The Prohibition of Chodosh
The Zohar says, “Everything is dependent on mazal, even a sefer Torah in the Sanctuary” (Idra Rabbah, Naso, pg. 134a). In other words, just because the sefer Torah is there and available to use for krias HaTorah, does not necessarily mean that it will be used. It all depends on mazal.
The same applies to mitzvos. Some mitzvos are more famous than others, and some less so. Some are practiced more than others and some are the topic of more halachic debate than others.
The prohibition of chodosh, which we read about in this week’s parsha, is an unusual mitzvah. On the one hand, it is the subject of a massive halachic debate. Yet, nowadays, most people only have a small inkling as to what the mitzvah is and what all the fuss is about. Let us take this opportunity to try to understand some of these issues.
WHAT IS CHODOSH?
The Torah commands (Vayikra 23:14), “Bread, roasted flour and plump kernels, do not eat until this very day; until you bring the offering of your G-d.” This mitzvah refers to the prohibition of eating new grain before the omer offering is brought in the Beis Hamikdash on the sixteenth day of Nisan. New grain includes any wheat, barley, spelt, oats or rye that did not take root before the previous sixteenth of Nisan. These grains are called “chodosh” and are forbidden to eat until the following Pesach when the next korban omer will be brought. The prohibition of chodosh does not apply to the legume family, such as beans, corn, soy, peas, nor rice or millet (Rambam, Hilchos Ma’achalos Asuros 10:2-4; Shulchan Aruch, Yoreh Deah 293:1).
The korban omer, an offering made from barley harvested on the night following the first day of Pesach, permitted any grains that took root by the sixteenth of Nisan. This grain is referred to as “yoshon,” or “old” grain. Those living in Yerushalayim were allowed to eat the new grains immediately after the offering was brought, since they were in close proximity of the Beis Hamikdash and knew what transpired there.

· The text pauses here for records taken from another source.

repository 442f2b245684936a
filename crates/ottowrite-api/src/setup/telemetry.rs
//! Tracing subscriber initialization.

use anyhow::Result;
use tracing_subscriber::EnvFilter;

/// Install the global tracing subscriber. JSON output in production, human
/// readable output everywhere else. `RUST_LOG` overrides the default filter.
pub fn init_tracing(is_production: bool) -> Result<()> {
    let filter = EnvFilter::try_from_default_env().unwrap_or_else(|_| EnvFilter::new("info"));

    if is_production {
        tracing_subscriber::fmt()
            .with_env_filter(filter)
            .json()
            .try_init()
            .map_err(|e| anyhow::anyhow!("Failed to install tracing subscriber: {}", e))?;
    } else {
        tracing_subscriber::fmt()
            .with_env_filter(filter)
            .try_init()
            .map_err(|e| anyhow::anyhow!("Failed to install tracing subscriber: {}", e))?;
    }

    Ok(())
}
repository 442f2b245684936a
//! HTTP middleware.

pub mod security_headers;
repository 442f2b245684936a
use chrono::{DateTime, Utc};
use serde::Serialize;
use utoipa::ToSchema;
use uuid::Uuid;

use super::{AccessControlRules, Permission};

/// A share event: one manuscript made available to one partner. Owns the
/// watermark id and the access rules the rule evaluator runs against.
#[derive(Debug, Clone, Serialize, ToSchema)]
pub struct ManuscriptShare {
    pub id: Uuid,
    pub submission_id: Uuid,
    pub partner_id: Uuid,
    pub user_id: Uuid,
    pub watermark_id: String,
    pub permissions: Vec<Permission>,
    pub rules: AccessControlRules,
    pub token_expires_at: DateTime<Utc>,
    pub created_at: DateTime<Utc>,
}

/// Input for share creation.
#[derive(Debug, Clone)]
pub struct NewManuscriptShare {
    pub submission_id: Uuid,
    pub partner_id: Uuid,
    pub user_id: Uuid,
    pub watermark_id: String,
    pub permissions: Vec<Permission>,
    pub rules: AccessControlRules,
    pub token_expires_at: DateTime<Utc>,
}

Those who lived outside Yerushalayim had to wait until chatzos (halachic midday) before consuming the new produce. They did not have to wait beyond that, because they could assume that Beis Din, who saw to it that the korban was offered, would not tarry beyond that time (Mishnah, Menachos 68a and Rashi ad loc.; Rambam, Ma’achalos Asuros 10:2).
AN OPTIMISTIC TAKANAH
This was true as long as the Beis Hamikdash stood and the omer offering was brought. However, from what time is one allowed to eat chodosh after the churban? The Gemara (Menachos 68a) discusses this. The Mishnah states that after the churban, Rabban Yochanan ben Zakai instituted that it is forbidden to eat chodosh the entire sixteenth of Nisan. The Gemara explains the reason behind this takanah is because Rabban Yochanan ben Zakai was concerned that the Beis Hamikdash could be rebuilt at any moment. If when there is no Beis Hamikdash, people would be allowed to eat chodosh from daybreak of the sixteenth, they may again eat the chodosh from the morning in the next year when the Beis Hamikdash would be standing. This of course will be incorrect, since once there is a Beis Hamikdash, they must wait until after the omer offering is brought.
Rebbi Yehudah takes issue with Rabban Yochanan ben Zakai and contends that there is no need to institute such a decree, as the Torah itself forbids the new grain on that day. He bases this on the posuk cited earlier, “Do not eat until this very day.” He understands that when the Torah uses the word “until,” it is inclusive and the prohibition applies to that day as well.
Rabban Yochanan ben Zakai on the other hand maintains that although the posuk says, “Until this very day,” the word “until” is non-inclusive. In other words, the sixteenth is not included in the prohibition of eating chodosh. Hence, min HaTorah, chodosh is permitted on the morning of the sixteenth. However, he instituted that chodosh is forbidden miderabbanan for the reason mentioned earlier.
Incidentally, it is worthwhile to point out that the Gemara deals with the fact that there are two seemingly contradictory phrases in the posuk quoted earlier: “Bread, roasted flour and plump kernels, do not eat until this very day; until you bring the offering of your G-d.” On the one hand, the posuk says not to eat chodosh “until this very day.” The posuk then continues, “until you bring the offering.” May one eat chodosh on the sixteenth in the morning, or does he have to wait until the offering is brought?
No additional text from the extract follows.